Segment Start: EXTRACTED MATERIAL
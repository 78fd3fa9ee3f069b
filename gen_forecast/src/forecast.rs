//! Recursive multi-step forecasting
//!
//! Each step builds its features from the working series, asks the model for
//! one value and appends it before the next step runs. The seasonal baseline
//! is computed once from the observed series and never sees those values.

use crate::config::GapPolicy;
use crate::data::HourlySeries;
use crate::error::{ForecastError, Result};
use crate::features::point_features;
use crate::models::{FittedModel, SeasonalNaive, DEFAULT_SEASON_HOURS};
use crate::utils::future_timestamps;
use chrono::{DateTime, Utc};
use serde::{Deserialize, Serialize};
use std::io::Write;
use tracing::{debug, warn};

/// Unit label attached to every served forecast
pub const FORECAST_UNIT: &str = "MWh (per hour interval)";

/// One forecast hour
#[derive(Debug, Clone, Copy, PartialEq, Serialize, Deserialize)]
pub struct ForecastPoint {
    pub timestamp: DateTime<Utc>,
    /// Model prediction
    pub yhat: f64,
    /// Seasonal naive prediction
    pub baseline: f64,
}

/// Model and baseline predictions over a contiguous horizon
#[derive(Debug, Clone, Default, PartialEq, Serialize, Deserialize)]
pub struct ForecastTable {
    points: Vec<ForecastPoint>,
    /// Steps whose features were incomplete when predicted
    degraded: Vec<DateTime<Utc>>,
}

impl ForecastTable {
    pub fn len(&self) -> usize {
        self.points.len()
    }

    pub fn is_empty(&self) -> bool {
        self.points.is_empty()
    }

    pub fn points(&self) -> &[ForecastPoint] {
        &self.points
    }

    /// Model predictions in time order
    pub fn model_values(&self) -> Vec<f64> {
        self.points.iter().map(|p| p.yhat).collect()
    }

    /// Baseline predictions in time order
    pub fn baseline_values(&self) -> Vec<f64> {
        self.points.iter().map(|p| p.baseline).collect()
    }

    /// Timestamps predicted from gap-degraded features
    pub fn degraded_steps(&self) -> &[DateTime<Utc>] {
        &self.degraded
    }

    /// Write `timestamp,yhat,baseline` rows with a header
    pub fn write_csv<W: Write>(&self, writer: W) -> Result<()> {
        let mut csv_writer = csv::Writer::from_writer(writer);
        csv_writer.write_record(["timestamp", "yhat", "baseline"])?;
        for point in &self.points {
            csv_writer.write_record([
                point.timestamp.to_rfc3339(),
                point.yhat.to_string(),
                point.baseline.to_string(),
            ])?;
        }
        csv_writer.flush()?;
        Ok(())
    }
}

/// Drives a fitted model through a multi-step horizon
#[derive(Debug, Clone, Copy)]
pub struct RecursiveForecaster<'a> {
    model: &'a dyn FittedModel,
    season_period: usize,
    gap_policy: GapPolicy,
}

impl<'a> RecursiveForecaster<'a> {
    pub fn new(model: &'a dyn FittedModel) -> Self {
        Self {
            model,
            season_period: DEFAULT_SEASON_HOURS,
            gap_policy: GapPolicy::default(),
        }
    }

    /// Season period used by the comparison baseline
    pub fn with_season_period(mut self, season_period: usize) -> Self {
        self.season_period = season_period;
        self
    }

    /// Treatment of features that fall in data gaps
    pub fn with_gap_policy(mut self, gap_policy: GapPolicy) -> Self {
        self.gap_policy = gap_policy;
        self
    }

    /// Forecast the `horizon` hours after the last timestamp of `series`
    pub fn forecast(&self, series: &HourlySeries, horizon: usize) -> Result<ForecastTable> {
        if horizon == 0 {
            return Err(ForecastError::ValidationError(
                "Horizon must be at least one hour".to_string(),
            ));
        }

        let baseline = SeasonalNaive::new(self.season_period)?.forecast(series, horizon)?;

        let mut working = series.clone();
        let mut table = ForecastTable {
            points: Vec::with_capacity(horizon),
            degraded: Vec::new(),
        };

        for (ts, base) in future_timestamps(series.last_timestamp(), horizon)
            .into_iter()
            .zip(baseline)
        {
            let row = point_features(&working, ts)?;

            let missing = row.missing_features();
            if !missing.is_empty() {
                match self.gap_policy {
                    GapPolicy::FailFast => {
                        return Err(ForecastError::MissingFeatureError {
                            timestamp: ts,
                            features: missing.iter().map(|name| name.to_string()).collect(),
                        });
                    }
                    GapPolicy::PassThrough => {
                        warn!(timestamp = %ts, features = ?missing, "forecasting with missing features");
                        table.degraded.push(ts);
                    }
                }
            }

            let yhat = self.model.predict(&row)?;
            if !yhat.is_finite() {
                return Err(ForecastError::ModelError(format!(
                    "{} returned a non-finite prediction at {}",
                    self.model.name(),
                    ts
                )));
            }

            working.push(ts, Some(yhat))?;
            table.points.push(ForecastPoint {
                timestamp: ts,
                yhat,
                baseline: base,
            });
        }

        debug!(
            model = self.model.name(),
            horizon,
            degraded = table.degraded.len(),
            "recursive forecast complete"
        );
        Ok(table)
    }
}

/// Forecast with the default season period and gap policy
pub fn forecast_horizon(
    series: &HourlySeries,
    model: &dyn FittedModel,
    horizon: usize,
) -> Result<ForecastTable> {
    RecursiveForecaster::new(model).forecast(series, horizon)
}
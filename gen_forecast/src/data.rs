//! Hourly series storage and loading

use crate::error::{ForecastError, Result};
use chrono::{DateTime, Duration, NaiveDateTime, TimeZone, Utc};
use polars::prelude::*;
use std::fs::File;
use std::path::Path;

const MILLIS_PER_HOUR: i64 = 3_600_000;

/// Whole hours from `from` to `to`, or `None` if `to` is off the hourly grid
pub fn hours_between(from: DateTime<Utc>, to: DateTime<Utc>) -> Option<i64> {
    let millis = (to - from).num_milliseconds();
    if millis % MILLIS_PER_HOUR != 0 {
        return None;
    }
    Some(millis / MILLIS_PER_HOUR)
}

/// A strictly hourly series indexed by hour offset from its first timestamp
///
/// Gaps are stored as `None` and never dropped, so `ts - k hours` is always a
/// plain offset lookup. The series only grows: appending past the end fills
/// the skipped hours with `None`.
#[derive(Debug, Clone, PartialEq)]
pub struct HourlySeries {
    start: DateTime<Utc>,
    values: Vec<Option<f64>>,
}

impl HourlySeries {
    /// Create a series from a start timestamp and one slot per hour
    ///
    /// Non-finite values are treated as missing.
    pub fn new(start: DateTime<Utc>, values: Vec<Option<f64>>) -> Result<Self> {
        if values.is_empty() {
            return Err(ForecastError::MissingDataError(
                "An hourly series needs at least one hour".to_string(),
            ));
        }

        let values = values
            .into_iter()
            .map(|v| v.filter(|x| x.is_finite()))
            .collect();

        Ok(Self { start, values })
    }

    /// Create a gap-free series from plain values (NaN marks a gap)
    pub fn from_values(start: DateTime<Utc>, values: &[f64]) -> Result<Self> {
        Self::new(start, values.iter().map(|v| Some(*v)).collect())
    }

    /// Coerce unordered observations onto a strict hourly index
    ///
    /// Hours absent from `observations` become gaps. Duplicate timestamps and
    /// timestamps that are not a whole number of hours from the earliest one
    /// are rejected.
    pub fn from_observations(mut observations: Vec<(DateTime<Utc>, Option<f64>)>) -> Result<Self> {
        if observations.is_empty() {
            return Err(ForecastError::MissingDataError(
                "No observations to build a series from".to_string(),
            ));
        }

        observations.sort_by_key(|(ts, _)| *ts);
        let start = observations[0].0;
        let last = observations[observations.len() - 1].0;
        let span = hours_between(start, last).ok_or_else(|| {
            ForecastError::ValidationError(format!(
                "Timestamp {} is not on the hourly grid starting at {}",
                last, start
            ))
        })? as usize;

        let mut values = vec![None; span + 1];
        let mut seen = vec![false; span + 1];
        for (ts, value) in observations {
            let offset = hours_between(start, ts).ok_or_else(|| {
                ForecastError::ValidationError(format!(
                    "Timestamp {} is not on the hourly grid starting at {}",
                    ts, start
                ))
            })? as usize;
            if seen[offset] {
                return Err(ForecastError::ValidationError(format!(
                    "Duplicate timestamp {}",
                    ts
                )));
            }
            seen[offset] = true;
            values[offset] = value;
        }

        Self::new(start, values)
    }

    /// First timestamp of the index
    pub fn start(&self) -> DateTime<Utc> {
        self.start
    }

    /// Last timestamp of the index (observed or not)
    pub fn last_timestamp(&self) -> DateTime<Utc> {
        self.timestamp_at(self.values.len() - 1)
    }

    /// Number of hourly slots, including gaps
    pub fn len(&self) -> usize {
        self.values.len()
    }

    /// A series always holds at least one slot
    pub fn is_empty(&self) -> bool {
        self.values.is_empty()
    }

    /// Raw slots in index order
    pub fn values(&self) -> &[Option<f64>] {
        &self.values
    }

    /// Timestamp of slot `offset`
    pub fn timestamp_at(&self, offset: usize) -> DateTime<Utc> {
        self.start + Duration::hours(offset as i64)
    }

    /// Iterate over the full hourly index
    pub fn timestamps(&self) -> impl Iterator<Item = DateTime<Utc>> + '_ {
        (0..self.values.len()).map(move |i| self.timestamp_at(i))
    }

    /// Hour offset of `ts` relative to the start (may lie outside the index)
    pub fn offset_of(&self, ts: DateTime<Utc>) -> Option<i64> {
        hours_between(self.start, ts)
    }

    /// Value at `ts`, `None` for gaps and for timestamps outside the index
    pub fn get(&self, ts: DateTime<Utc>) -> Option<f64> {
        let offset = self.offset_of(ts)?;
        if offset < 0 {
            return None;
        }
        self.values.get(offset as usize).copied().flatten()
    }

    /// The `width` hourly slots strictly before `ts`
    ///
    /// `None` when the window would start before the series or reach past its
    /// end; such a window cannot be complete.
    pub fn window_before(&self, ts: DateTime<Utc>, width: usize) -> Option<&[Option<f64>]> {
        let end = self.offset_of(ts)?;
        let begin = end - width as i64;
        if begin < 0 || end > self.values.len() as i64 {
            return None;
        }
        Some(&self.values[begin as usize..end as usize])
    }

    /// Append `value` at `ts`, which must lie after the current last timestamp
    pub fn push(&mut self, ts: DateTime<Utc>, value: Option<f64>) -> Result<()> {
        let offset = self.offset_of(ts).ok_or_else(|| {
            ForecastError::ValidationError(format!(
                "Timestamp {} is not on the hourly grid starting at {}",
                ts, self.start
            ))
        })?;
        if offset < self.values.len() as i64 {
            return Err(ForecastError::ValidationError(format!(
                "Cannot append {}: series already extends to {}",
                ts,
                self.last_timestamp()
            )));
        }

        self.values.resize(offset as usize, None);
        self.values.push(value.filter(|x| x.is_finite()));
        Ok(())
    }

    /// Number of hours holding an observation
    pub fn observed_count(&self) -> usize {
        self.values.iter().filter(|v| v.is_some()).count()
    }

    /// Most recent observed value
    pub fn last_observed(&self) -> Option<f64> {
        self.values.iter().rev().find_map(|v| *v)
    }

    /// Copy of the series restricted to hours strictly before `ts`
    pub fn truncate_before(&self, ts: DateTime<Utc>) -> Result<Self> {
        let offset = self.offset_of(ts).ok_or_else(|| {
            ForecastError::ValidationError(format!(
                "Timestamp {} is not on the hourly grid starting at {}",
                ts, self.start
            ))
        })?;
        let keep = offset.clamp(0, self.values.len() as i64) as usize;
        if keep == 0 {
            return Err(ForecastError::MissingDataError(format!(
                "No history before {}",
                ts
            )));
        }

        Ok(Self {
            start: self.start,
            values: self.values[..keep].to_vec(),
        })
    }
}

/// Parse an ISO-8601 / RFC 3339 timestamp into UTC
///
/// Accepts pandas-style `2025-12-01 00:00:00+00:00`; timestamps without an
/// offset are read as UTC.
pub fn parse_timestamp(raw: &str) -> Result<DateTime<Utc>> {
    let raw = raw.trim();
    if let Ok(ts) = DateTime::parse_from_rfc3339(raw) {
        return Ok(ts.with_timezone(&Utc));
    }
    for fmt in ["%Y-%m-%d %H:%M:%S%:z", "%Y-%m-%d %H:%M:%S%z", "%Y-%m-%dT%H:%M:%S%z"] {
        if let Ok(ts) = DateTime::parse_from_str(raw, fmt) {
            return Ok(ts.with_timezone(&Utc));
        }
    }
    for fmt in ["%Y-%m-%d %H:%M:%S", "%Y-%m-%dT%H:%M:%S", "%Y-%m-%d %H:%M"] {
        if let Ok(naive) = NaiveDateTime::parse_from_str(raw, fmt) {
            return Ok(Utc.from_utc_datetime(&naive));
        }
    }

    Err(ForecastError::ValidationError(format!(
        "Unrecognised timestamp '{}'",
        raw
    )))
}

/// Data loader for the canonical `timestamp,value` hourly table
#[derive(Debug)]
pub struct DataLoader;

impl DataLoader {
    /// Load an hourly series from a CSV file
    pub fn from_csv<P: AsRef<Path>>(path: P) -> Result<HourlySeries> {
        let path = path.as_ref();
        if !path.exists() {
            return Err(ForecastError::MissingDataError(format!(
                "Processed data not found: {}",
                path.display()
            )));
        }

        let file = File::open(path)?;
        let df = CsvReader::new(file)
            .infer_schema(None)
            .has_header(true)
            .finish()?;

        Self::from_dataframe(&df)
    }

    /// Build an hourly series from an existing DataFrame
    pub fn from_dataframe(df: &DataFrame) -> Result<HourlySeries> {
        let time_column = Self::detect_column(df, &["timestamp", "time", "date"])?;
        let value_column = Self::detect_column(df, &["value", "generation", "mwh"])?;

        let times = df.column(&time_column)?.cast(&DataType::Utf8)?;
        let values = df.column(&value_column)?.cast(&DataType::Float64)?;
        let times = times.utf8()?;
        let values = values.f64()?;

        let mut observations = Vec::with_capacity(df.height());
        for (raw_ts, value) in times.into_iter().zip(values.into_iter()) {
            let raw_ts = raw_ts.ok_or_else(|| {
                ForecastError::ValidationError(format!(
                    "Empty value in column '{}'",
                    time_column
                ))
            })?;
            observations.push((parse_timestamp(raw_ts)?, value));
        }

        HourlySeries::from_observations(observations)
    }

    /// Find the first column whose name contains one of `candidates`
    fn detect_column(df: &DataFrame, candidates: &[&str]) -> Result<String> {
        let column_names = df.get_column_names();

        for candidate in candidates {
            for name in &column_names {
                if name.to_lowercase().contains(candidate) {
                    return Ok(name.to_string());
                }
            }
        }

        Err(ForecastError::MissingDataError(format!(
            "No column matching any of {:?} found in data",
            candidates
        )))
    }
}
Segment End: EXTRACTED MATERIAL
• [EXERCISE BRIEF] When a line contains the string "slots", copy it from the records.

• [EXPECTED OUTPUT]
    /// Number of hourly slots, including gaps
    /// Raw slots in index order
    /// The `width` hourly slots strictly before `ts`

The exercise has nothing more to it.